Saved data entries
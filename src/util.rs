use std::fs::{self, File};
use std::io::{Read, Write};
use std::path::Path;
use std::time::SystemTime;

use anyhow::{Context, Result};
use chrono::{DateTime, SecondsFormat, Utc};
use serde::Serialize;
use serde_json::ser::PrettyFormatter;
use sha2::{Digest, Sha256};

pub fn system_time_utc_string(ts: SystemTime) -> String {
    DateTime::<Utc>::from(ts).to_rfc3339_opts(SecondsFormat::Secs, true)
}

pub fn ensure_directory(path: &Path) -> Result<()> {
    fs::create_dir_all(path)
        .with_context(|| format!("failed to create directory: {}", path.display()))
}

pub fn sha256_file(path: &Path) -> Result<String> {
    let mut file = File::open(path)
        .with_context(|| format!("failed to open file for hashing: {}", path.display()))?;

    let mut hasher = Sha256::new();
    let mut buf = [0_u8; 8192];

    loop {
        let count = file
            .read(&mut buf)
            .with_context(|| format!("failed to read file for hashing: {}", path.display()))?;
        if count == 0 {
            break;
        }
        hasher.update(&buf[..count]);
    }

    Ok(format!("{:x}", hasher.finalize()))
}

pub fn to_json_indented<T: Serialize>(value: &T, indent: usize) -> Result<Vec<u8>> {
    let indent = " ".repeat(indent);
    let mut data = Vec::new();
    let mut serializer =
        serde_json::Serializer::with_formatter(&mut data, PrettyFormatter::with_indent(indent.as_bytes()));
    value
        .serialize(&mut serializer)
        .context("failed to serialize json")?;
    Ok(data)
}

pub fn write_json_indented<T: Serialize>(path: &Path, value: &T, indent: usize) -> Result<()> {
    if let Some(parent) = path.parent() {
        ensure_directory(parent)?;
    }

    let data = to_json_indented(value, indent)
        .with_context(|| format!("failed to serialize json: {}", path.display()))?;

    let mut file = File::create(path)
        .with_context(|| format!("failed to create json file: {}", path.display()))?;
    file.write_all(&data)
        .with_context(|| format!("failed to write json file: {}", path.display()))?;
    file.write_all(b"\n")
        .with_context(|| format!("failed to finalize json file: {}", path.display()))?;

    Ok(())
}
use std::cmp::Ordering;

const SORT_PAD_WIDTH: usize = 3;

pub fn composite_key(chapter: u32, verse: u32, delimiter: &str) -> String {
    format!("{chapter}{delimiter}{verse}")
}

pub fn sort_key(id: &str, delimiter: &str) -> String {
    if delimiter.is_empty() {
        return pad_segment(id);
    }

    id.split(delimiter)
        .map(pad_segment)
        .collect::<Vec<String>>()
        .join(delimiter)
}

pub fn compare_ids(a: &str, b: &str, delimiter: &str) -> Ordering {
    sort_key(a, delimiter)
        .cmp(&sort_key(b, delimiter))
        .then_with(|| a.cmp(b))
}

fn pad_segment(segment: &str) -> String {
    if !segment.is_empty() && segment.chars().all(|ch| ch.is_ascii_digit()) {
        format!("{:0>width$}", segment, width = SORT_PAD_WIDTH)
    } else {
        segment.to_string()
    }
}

==

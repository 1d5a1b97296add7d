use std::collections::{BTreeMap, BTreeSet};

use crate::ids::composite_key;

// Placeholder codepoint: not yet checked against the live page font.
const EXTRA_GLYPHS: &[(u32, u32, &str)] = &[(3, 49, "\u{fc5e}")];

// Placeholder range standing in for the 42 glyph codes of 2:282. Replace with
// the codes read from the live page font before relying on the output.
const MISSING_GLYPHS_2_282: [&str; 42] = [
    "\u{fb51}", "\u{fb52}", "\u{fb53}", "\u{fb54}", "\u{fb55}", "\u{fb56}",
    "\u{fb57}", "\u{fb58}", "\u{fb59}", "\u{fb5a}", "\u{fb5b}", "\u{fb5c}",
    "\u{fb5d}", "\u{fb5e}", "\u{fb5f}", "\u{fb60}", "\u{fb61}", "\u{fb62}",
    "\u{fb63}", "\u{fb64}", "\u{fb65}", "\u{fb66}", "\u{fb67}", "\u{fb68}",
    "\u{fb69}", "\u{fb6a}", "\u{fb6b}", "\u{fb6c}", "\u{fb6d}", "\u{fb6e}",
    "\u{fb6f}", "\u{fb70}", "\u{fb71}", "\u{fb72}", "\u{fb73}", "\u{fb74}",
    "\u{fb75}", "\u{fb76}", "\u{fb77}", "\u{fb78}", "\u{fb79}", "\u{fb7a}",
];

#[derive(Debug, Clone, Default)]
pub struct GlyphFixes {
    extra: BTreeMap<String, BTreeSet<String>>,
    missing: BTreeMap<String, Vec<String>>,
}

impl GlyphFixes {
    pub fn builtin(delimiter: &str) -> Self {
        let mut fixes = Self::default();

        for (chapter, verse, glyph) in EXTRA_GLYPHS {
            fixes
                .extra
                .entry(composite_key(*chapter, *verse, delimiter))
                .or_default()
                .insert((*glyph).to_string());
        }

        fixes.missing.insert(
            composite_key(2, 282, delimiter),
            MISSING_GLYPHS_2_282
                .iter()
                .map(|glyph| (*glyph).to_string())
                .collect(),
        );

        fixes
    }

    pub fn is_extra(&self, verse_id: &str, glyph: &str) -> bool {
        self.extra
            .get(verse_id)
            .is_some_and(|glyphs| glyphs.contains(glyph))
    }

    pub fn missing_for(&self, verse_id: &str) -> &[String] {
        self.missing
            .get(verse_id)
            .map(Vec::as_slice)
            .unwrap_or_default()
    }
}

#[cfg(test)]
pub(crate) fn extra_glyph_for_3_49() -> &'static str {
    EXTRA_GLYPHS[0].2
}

* * *

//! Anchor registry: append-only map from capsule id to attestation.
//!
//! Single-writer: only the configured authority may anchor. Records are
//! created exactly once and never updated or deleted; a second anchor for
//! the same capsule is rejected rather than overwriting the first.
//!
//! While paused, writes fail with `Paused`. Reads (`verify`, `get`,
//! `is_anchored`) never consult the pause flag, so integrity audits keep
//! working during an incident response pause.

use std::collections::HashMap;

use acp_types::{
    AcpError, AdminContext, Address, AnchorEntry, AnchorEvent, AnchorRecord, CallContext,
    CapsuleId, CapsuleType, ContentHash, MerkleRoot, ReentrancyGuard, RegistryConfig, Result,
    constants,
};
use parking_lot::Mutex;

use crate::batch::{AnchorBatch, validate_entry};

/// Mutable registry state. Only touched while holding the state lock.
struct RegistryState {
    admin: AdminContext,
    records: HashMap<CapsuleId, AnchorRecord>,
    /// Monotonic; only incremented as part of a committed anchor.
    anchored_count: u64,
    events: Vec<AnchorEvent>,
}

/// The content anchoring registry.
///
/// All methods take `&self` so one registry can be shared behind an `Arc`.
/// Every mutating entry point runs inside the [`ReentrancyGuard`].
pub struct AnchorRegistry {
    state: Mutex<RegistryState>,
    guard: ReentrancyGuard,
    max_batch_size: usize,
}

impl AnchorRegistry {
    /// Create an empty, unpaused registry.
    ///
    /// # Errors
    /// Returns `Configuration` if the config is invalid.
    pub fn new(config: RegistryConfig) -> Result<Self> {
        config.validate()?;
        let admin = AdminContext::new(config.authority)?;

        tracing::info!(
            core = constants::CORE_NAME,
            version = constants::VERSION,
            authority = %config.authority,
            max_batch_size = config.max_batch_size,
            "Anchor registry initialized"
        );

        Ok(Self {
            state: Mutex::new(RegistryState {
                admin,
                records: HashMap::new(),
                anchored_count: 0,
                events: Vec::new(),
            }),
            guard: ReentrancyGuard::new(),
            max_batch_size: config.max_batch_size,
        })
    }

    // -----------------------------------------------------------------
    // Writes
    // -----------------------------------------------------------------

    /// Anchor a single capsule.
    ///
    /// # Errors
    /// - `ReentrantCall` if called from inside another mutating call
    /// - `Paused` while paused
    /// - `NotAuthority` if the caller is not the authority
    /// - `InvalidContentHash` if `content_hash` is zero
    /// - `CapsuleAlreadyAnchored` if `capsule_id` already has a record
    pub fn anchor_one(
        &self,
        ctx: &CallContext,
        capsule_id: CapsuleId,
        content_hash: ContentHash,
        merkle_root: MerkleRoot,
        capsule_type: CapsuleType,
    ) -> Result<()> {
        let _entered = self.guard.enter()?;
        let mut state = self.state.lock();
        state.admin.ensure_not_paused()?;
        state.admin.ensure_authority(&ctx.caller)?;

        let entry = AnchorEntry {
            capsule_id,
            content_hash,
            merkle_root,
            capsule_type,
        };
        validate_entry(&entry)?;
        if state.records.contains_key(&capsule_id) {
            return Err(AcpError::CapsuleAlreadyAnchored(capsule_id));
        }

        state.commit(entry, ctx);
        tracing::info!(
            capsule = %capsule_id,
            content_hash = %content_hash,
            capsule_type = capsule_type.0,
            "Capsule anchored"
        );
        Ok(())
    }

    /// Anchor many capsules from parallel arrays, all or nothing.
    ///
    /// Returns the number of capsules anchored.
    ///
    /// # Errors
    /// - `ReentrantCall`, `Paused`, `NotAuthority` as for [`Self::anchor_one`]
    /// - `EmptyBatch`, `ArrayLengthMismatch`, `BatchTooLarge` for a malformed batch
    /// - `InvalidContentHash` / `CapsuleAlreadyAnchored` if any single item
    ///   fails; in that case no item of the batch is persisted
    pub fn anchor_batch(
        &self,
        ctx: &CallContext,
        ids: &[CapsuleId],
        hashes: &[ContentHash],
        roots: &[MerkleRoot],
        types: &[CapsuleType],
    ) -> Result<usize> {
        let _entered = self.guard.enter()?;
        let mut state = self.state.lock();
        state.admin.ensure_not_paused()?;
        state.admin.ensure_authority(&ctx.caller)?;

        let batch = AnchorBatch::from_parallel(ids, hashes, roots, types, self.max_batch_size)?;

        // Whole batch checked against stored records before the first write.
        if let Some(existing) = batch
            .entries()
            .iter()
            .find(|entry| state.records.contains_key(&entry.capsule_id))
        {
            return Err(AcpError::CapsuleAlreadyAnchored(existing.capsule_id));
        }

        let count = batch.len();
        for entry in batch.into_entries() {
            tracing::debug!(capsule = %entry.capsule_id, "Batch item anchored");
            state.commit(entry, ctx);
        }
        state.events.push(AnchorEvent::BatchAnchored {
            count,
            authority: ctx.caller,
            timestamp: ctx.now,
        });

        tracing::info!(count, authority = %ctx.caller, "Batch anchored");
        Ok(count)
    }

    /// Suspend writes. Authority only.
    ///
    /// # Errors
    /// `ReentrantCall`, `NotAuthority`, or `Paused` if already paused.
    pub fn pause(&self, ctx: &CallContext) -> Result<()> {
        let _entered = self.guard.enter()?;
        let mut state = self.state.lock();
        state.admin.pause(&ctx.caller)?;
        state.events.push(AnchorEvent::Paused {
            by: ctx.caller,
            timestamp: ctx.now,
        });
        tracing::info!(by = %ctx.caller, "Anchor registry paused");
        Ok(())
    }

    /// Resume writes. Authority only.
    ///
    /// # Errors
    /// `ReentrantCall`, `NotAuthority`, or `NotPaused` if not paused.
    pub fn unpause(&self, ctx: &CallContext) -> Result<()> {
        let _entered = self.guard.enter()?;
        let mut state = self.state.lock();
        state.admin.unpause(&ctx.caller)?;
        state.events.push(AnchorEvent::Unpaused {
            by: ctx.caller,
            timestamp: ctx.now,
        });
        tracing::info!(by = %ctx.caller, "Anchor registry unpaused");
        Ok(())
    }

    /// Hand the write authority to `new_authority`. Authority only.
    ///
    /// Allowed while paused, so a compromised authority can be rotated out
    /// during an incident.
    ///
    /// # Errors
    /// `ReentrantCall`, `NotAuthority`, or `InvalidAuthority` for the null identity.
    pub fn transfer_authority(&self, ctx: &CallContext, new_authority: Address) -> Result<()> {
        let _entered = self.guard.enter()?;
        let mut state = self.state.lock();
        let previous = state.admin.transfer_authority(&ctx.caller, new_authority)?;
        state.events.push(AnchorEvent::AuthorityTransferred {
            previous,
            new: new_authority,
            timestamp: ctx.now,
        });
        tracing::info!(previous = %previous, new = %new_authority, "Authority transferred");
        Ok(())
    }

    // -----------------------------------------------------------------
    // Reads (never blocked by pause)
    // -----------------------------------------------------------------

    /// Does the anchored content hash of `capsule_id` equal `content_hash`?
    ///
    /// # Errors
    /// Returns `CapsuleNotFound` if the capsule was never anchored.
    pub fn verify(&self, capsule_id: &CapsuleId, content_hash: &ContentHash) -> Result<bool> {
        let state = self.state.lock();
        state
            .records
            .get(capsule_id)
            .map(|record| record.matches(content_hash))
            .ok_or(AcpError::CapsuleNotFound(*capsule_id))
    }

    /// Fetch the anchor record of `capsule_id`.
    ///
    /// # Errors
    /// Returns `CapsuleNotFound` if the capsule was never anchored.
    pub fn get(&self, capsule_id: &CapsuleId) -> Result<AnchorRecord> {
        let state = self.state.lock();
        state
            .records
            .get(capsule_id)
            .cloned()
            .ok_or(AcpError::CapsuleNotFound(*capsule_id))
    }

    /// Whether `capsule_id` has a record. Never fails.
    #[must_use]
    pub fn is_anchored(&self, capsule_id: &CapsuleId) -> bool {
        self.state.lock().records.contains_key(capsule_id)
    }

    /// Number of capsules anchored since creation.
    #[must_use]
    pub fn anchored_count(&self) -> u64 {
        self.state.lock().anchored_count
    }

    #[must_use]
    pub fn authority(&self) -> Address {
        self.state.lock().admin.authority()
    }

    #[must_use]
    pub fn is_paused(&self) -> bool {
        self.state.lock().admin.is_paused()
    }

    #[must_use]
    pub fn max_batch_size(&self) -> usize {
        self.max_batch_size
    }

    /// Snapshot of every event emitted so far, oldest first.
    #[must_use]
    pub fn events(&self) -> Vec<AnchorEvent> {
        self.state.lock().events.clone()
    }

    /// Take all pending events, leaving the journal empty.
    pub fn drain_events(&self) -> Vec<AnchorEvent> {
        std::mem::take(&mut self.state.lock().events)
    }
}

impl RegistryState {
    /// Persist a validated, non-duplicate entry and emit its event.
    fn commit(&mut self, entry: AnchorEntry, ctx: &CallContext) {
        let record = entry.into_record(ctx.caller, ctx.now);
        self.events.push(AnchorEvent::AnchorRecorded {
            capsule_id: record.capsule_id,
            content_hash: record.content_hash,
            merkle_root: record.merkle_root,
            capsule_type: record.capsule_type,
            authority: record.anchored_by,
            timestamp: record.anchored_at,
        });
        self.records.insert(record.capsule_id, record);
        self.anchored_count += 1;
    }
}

» **Task to complete**:
Return each line of the records above in which the word "Returns" occurs.

» **Exercise output**:
    /// Returns `Configuration` if the config is invalid.
    /// Returns the number of capsules anchored.
    /// Returns `CapsuleNotFound` if the capsule was never anchored.
    /// Returns `CapsuleNotFound` if the capsule was never anchored.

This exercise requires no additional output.